---
id: "claim-financial-incentives-drive-adoption"
type: "claim"
source_timestamps: ["§ Three Guiding Principles"]
tags: ["change-management", "incentive-design"]
related: ["action-tie-training-to-bonus"]
confidence: "high"
testable: true
speakers: ["Toby E. Stuart"]
sources: ["execution"]
sourceVaultSlug: "hbr-seg-execution"
originDay: 8
articleStem: "hbr-cl-93-legacy-financial-all-in-genai"
sourceUrl: "https://hbr.org/2025/03/how-a-legacy-financial-institution-went-all-in-on-gen-ai"
sourceTitle: "How a Legacy Financial Institution Went All In on Gen AI"
---
# Company-Wide Financial Incentives Effectively Drive AI Fluency

## Claim: Company-Wide Financial Incentives Effectively Drive AI Fluency

> **Confidence:** high · **Testable:** yes

Tying a **company-wide bonus pool** to a **95% completion rate** for a bespoke, highly technical Gen AI training program successfully converts employee **resistance into curiosity and enthusiasm**, ensuring a baseline of AI fluency across all levels of the organization.

### Basis & links
- The corresponding action: [[action-tie-training-to-bonus]].

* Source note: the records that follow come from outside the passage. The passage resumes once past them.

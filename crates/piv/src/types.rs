//! Views over decoded replies

use bytes::Bytes;

use crate::constants::tags;
use crate::tlv::{self, Node};
use crate::{Error, Result};

/// Public half of a key generated on the token
#[derive(Debug, Clone, PartialEq, Eq)]
pub enum PublicKey {
    /// RSA key
    Rsa {
        /// Modulus, big-endian
        modulus: Bytes,
        /// Public exponent, big-endian
        exponent: Bytes,
    },
    /// Elliptic curve key
    Ec {
        /// Uncompressed point
        point: Bytes,
    },
}

impl PublicKey {
    /// Raw key material: the point for EC keys, the modulus for RSA keys
    pub const fn key_bytes(&self) -> &Bytes {
        match self {
            Self::Rsa { modulus, .. } => modulus,
            Self::Ec { point } => point,
        }
    }
}

impl TryFrom<&Node> for PublicKey {
    type Error = Error;

    /// Interpret the children of a `7F49` public key template
    fn try_from(node: &Node) -> Result<Self> {
        let leaf = |tag| node.get(tag).and_then(Node::as_bytes).cloned();

        if let Some(point) = leaf(tags::EC_POINT) {
            return Ok(Self::Ec { point });
        }
        match (leaf(tags::RSA_MODULUS), leaf(tags::RSA_EXPONENT)) {
            (Some(modulus), Some(exponent)) => Ok(Self::Rsa { modulus, exponent }),
            _ => Err(Error::UnexpectedResponse("Generate Asymmetric")),
        }
    }
}

/// Certificate stored in one of the certificate data objects
#[derive(Debug, Clone, PartialEq, Eq)]
pub struct StoredCertificate {
    /// DER certificate, or its gzip stream when `compressed` is set
    pub der: Bytes,
    /// Whether the certificate info byte flags gzip compression
    pub compressed: bool,
}

impl StoredCertificate {
    /// Interpret the value of a certificate data object
    ///
    /// The object is walked flat: `70` holds DER and `71` a single flag byte,
    /// neither of which decodes as nested data objects.
    pub(crate) fn from_object(value: &Bytes) -> Result<Self> {
        let mut der = None;
        let mut compressed = false;

        for object in tlv::walk(value) {
            let (tag, contents) = object?;
            if tag == tags::CERTIFICATE {
                der = Some(value.slice_ref(contents));
            } else if tag == tags::CERT_INFO {
                compressed = contents.first().is_some_and(|info| info & 0x01 != 0);
            }
        }

        let der = der.ok_or(Error::UnexpectedResponse("Get Data"))?;
        Ok(Self { der, compressed })
    }
}

#[cfg(test)]
mod tests {
    use super::*;

    #[test]
    fn test_ec_public_key() {
        let tree = tlv::decode(&hex::decode("7F490786050411223344").unwrap()).unwrap();
        let key = PublicKey::try_from(tree.get(tags::PUBLIC_KEY).unwrap()).unwrap();
        assert_eq!(
            key,
            PublicKey::Ec {
                point: Bytes::from_static(&[0x04, 0x11, 0x22, 0x33, 0x44])
            }
        );
    }

    #[test]
    fn test_rsa_public_key() {
        let tree = tlv::decode(&hex::decode("7F490A81030102038203010001").unwrap()).unwrap();
        let key = PublicKey::try_from(tree.get(tags::PUBLIC_KEY).unwrap()).unwrap();
        assert_eq!(key.key_bytes().as_ref(), &[0x01, 0x02, 0x03]);
        let PublicKey::Rsa { exponent, .. } = key else {
            panic!("expected an RSA key");
        };
        assert_eq!(exponent.as_ref(), &[0x01, 0x00, 0x01]);
    }

    #[test]
    fn test_public_key_without_material() {
        let tree = tlv::decode(&hex::decode("7F4903810100").unwrap()).unwrap();
        let err = PublicKey::try_from(tree.get(tags::PUBLIC_KEY).unwrap()).unwrap_err();
        assert!(err.is_data_error());
    }

    fn certificate(object: &str) -> Result<StoredCertificate> {
        StoredCertificate::from_object(&Bytes::from(hex::decode(object).unwrap()))
    }

    #[test]
    fn test_certificate_object() {
        let cert = certificate("7003308100710101FE00").unwrap();
        assert_eq!(cert.der.as_ref(), &[0x30, 0x81, 0x00]);
        assert!(cert.compressed);

        let cert = certificate("700130710100FE00").unwrap();
        assert_eq!(cert.der.as_ref(), &[0x30]);
        assert!(!cert.compressed);

        let err = certificate("710100").unwrap_err();
        assert!(err.is_data_error());
    }

    #[test]
    fn test_certificate_object_without_info() {
        let cert = certificate("70023000").unwrap();
        assert_eq!(cert.der.as_ref(), &[0x30, 0x00]);
        assert!(!cert.compressed);
    }

    #[test]
    fn test_truncated_certificate_object() {
        let err = certificate("700530820100").unwrap_err();
        assert!(matches!(err, Error::Tlv(_)));
    }
}
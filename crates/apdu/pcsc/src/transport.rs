//! PC/SC transport implementation

use std::ffi::CString;
use std::fmt;

use bytes::Bytes;
use pcsc::{Card, Context, Disposition, MAX_BUFFER_SIZE};
use pivkey_apdu_core::{CardTransport, TransportError};
use tracing::{debug, warn};

use crate::config::PcscConfig;
use crate::error::PcscError;

/// Transport implementation using PC/SC
pub struct PcscTransport {
    /// PC/SC context
    context: Context,
    /// Card connection, if established
    card: Option<Card>,
    /// Reader name
    reader_name: String,
    /// Configuration
    config: PcscConfig,
}

impl fmt::Debug for PcscTransport {
    fn fmt(&self, f: &mut fmt::Formatter<'_>) -> fmt::Result {
        f.debug_struct("PcscTransport")
            .field("reader_name", &self.reader_name)
            .field("has_card", &self.card.is_some())
            .field("config", &self.config)
            .finish()
    }
}

impl PcscTransport {
    /// Create a transport bound to `reader_name`; nothing is opened until
    /// [`CardTransport::connect`] is called
    pub(crate) fn new(context: Context, reader_name: &str, config: PcscConfig) -> Self {
        Self {
            context,
            card: None,
            reader_name: reader_name.to_string(),
            config,
        }
    }

    /// Get the reader name
    pub fn reader_name(&self) -> &str {
        &self.reader_name
    }

    /// Get the ATR of the current card
    pub fn atr(&self) -> Result<Vec<u8>, PcscError> {
        self.card.as_ref().map_or_else(
            || Err(PcscError::NoCard(self.reader_name.clone())),
            |card| {
                card.get_attribute_owned(pcsc::Attribute::AtrString)
                    .map_err(Into::into)
            },
        )
    }

    fn connect_card(&mut self) -> Result<(), PcscError> {
        if self.card.is_some() {
            return Ok(());
        }

        let reader = CString::new(self.reader_name.clone())
            .map_err(|_| PcscError::ReaderNotFound(self.reader_name.clone()))?;

        match self
            .context
            .connect(&reader, self.config.share_mode.into(), self.config.protocols)
        {
            Ok(card) => {
                debug!(reader = %self.reader_name, "Connected to card");
                self.card = Some(card);
                Ok(())
            }
            Err(pcsc::Error::NoSmartcard) => Err(PcscError::NoCard(self.reader_name.clone())),
            Err(pcsc::Error::UnknownReader | pcsc::Error::ReaderUnavailable) => {
                Err(PcscError::ReaderNotFound(self.reader_name.clone()))
            }
            Err(e) => Err(e.into()),
        }
    }

    fn transmit_command(&mut self, command: &[u8]) -> Result<Bytes, PcscError> {
        let card = self
            .card
            .as_mut()
            .ok_or_else(|| PcscError::NoCard(self.reader_name.clone()))?;

        let mut response_buffer = [0u8; MAX_BUFFER_SIZE];
        match card.transmit(command, &mut response_buffer) {
            Ok(response) => Ok(Bytes::copy_from_slice(response)),
            Err(pcsc::Error::RemovedCard) => {
                self.card = None;
                Err(PcscError::CardRemoved)
            }
            Err(e) => Err(e.into()),
        }
    }
}

impl CardTransport for PcscTransport {
    fn connect(&mut self) -> Result<(), TransportError> {
        self.connect_card().map_err(|e| match TransportError::from(e) {
            TransportError::Other(message) => TransportError::Connection(message),
            other => other,
        })
    }

    fn do_transmit_raw(&mut self, command: &[u8]) -> Result<Bytes, TransportError> {
        self.transmit_command(command).map_err(|e| match e {
            PcscError::Pcsc(inner) if inner != pcsc::Error::RemovedCard => {
                TransportError::Transmission(inner.to_string())
            }
            other => other.into(),
        })
    }

    fn disconnect(&mut self) {
        if let Some(card) = self.card.take() {
            match card.disconnect(Disposition::LeaveCard) {
                Ok(()) => debug!(reader = %self.reader_name, "Disconnected from card"),
                Err((_, e)) => warn!(reader = %self.reader_name, error = %e, "Disconnect failed"),
            }
        }
    }

    fn is_connected(&self) -> bool {
        self.card.is_some()
    }
}

impl Drop for PcscTransport {
    fn drop(&mut self) {
        self.disconnect();
    }
}
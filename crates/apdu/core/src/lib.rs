//! Core traits and types for APDU (Application Protocol Data Unit) operations
//!
//! This crate provides the foundational types for talking to a smart card
//! according to ISO/IEC 7816-4:
//!
//! - [`Command`] and [`Response`] frames and the [`StatusWord`] that ends
//!   every exchange
//! - the [`CardTransport`] trait implemented by concrete readers
//! - the [`CardExecutor`], which chains oversized commands and drains
//!   `61 XX` continuations with GET RESPONSE
//!
//! Status words are reported, not judged: mapping them to errors is left to
//! the application layer that knows what they mean.
#![cfg_attr(not(test), warn(unused_crate_dependencies))]
#![forbid(unsafe_code)]
#![warn(missing_docs, rustdoc::missing_crate_level_docs)]

// Re-export bytes for convenience
pub use bytes::{Bytes, BytesMut};

pub mod command;
pub mod error;
pub mod executor;
pub mod response;
pub mod transport;

pub use command::{CLA_CHAINING, Command, ExpectedLength};
pub use error::{Error, ResultExt};
pub use executor::{CardExecutor, DEFAULT_CHUNK_SIZE, ExecutorConfig};
pub use response::Response;
pub use response::status::StatusWord;
pub use transport::{CardTransport, TransportError};

/// Prelude module containing commonly used traits and types
pub mod prelude {
    pub use crate::response::status::{StatusWord, common as status};
    pub use crate::{
        Bytes, BytesMut, CardExecutor, CardTransport, Command, Error, ExecutorConfig, Response,
        ResultExt, TransportError,
    };
}
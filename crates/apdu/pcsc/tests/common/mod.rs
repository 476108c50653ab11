//! Common test utilities

use pivkey_apdu_transport_pcsc::{PcscConfig, PcscDeviceManager, PcscTransport};

/// Try to get a transport on a reader accepted by the default configuration
pub fn get_test_transport() -> Option<PcscTransport> {
    let manager = PcscDeviceManager::new().ok()?;
    manager.open_matching(PcscConfig::default()).ok()
}
//! Error types for PC/SC transport

use pivkey_apdu_core::TransportError;

/// PC/SC-specific errors
#[derive(Debug, thiserror::Error)]
pub enum PcscError {
    /// PC/SC error
    #[error("PC/SC error: {0}")]
    Pcsc(#[from] pcsc::Error),

    /// No readers available
    #[error("No readers available")]
    NoReadersAvailable,

    /// Reader not found
    #[error("Reader not found: {0}")]
    ReaderNotFound(String),

    /// No card present in reader
    #[error("No card present in reader: {0}")]
    NoCard(String),

    /// Card was removed
    #[error("Card was removed")]
    CardRemoved,
}

impl From<PcscError> for TransportError {
    fn from(error: PcscError) -> Self {
        match error {
            PcscError::NoReadersAvailable
            | PcscError::ReaderNotFound(_)
            | PcscError::Pcsc(pcsc::Error::NoService | pcsc::Error::ServiceStopped) => {
                Self::NotFound(error.to_string())
            }
            PcscError::NoCard(_) => Self::Connection(error.to_string()),
            PcscError::CardRemoved | PcscError::Pcsc(pcsc::Error::RemovedCard) => {
                Self::CardRemoved
            }
            PcscError::Pcsc(e) => Self::Other(e.to_string()),
        }
    }
}

#[cfg(test)]
mod tests {
    use super::*;

    #[test]
    fn test_discovery_errors_are_not_found() {
        assert!(matches!(
            TransportError::from(PcscError::NoReadersAvailable),
            TransportError::NotFound(_)
        ));
        assert!(matches!(
            TransportError::from(PcscError::ReaderNotFound("Yubico".into())),
            TransportError::NotFound(_)
        ));
        assert!(matches!(
            TransportError::from(PcscError::Pcsc(pcsc::Error::NoService)),
            TransportError::NotFound(_)
        ));
    }

    #[test]
    fn test_card_errors() {
        assert!(matches!(
            TransportError::from(PcscError::NoCard("reader".into())),
            TransportError::Connection(_)
        ));
        assert!(matches!(
            TransportError::from(PcscError::Pcsc(pcsc::Error::RemovedCard)),
            TransportError::CardRemoved
        ));
    }
}
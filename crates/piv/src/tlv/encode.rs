//! Data object encoder
//!
//! Lengths are always written in the shortest definite form.

use bytes::{BufMut, Bytes, BytesMut};

use super::{Node, Tag, TlvError};

/// Encode a node
///
/// A branch becomes its children in tag order; a leaf is returned as is.
/// Fails when a constructed tag holds a leaf or a primitive tag a branch,
/// since the result would not decode back to the same tree.
pub fn encode(node: &Node) -> Result<Bytes, TlvError> {
    match node {
        Node::Leaf(bytes) => Ok(bytes.clone()),
        Node::Branch(children) => {
            let mut buf = BytesMut::new();
            for (tag, child) in children {
                write_node(&mut buf, *tag, child)?;
            }
            Ok(buf.freeze())
        }
    }
}

/// Encode `node` as the value of a single object tagged `tag`
pub fn encode_object(tag: Tag, node: &Node) -> Result<Bytes, TlvError> {
    let mut buf = BytesMut::new();
    write_node(&mut buf, tag, node)?;
    Ok(buf.freeze())
}

/// Append one object with an already encoded value
///
/// Used to lay out command templates whose children must keep a fixed order.
pub fn write_object(buf: &mut BytesMut, tag: Tag, value: &[u8]) {
    tag.write(buf);
    write_length(buf, value.len());
    buf.put_slice(value);
}

fn write_node(buf: &mut BytesMut, tag: Tag, node: &Node) -> Result<(), TlvError> {
    if tag.is_constructed() != node.is_constructed() {
        return Err(TlvError::ShapeMismatch { tag });
    }
    write_object(buf, tag, &encode(node)?);
    Ok(())
}

fn write_length(buf: &mut BytesMut, length: usize) {
    if length < 0x80 {
        buf.put_u8(length as u8);
        return;
    }

    let bytes = length.to_be_bytes();
    let skip = bytes.iter().take_while(|byte| **byte == 0).count();
    let significant = &bytes[skip..];
    buf.put_u8(0x80 | significant.len() as u8);
    buf.put_slice(significant);
}
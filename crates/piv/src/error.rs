//! Error types for PIV sessions
//!
//! [`Error`] covers the whole path from reader discovery to interpreting a
//! reply, with status words translated into the PIN and card variants.

use pivkey_apdu_core::{StatusWord, TransportError};

use crate::tlv::TlvError;

/// Result type for PIV operations
pub type Result<T> = std::result::Result<T, Error>;

/// Error type for PIV operations
///
/// Status words are translated here: the framer below hands back whatever the
/// token answered and [`PivCard`](crate::PivCard) decides what it means.
#[derive(Debug, thiserror::Error)]
pub enum Error {
    /// No reader or token could be found
    #[error("PIV not found: {0}")]
    NotFound(String),

    /// The channel to the token could not be opened or the application
    /// could not be selected
    #[error("Error in connecting to PIV: {0}")]
    Connection(String),

    /// Wrong PIN, with the retries the token reports as left
    #[error("Wrong PIN. {retries_left} {} left", tries(.retries_left))]
    Pin {
        /// Retries left before the PIN is blocked
        retries_left: u8,
    },

    /// Status word this layer has no specific meaning for
    #[error("Error status : 0x{0}")]
    Card(StatusWord),

    /// Reply that is well formed but not what the command should return
    #[error("Bad data received from {0} command")]
    UnexpectedResponse(&'static str),

    /// Reply that is not valid BER-TLV
    #[error("Bad data received: {0}")]
    Tlv(#[from] TlvError),

    /// Failure while exchanging frames with the token
    #[error(transparent)]
    Transport(pivkey_apdu_core::Error),

    /// Argument rejected before anything was sent to the token
    #[error("Invalid argument: {0}")]
    InvalidArgument(String),
}

const fn tries(retries_left: &u8) -> &'static str {
    if *retries_left >= 2 { "tries" } else { "try" }
}

impl Error {
    /// Whether the token sent data this layer could not interpret
    pub const fn is_data_error(&self) -> bool {
        matches!(self, Self::Tlv(_) | Self::UnexpectedResponse(_))
    }

    /// Whether the token reported the authentication method as blocked (69 83)
    pub const fn is_blocked(&self) -> bool {
        matches!(self, Self::Card(status) if status.is_authentication_blocked())
    }

    /// Retries left if this is a wrong PIN error
    pub const fn retries_left(&self) -> Option<u8> {
        match self {
            Self::Pin { retries_left } => Some(*retries_left),
            _ => None,
        }
    }

    /// Status word if the token answered with one this layer does not handle
    pub const fn status(&self) -> Option<StatusWord> {
        match self {
            Self::Card(status) => Some(*status),
            _ => None,
        }
    }
}

impl From<TransportError> for Error {
    fn from(error: TransportError) -> Self {
        match error {
            TransportError::NotFound(message) => Self::NotFound(message),
            TransportError::Connection(message) => Self::Connection(message),
            other => Self::Transport(other.into()),
        }
    }
}

impl From<pivkey_apdu_core::Error> for Error {
    fn from(error: pivkey_apdu_core::Error) -> Self {
        match error.root() {
            pivkey_apdu_core::Error::Transport(TransportError::NotFound(message)) => {
                Self::NotFound(message.clone())
            }
            _ => Self::Transport(error),
        }
    }
}

#[cfg(feature = "pcsc")]
impl From<pivkey_apdu_transport_pcsc::PcscError> for Error {
    fn from(error: pivkey_apdu_transport_pcsc::PcscError) -> Self {
        TransportError::from(error).into()
    }
}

### Verification (enrichment)
Plausible and consistent with Moody's documented emphasis on training and continuous learning, **but** the exact **'95% completion' incentive appears only in the HBR narrative** and is not independently corroborated in the provided sources. Counter-perspective: a bonus tied to *completion* can raise participation without proving **durable fluency or behavioral change** — completion metrics may optimize checkbox compliance more than real capability absent follow-up measures.